[SOURCE RECORDS Boundary: Start]
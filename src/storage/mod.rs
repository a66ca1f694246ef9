//! Storage Layer
//!
//! JSON config persistence. Chat history is owned by the host.

pub mod config;

pub use config::*;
[SOURCE RECORDS Boundary: End]
## WHAT YOU WILL DO
The data given before this task must be transcribed exactly and in full.

## SOLUTION
filename src/storage/mod.rs
repository a66ca1f694246ef9
//! Storage Layer
//!
//! JSON config persistence. Chat history is owned by the host.

pub mod config;

pub use config::*;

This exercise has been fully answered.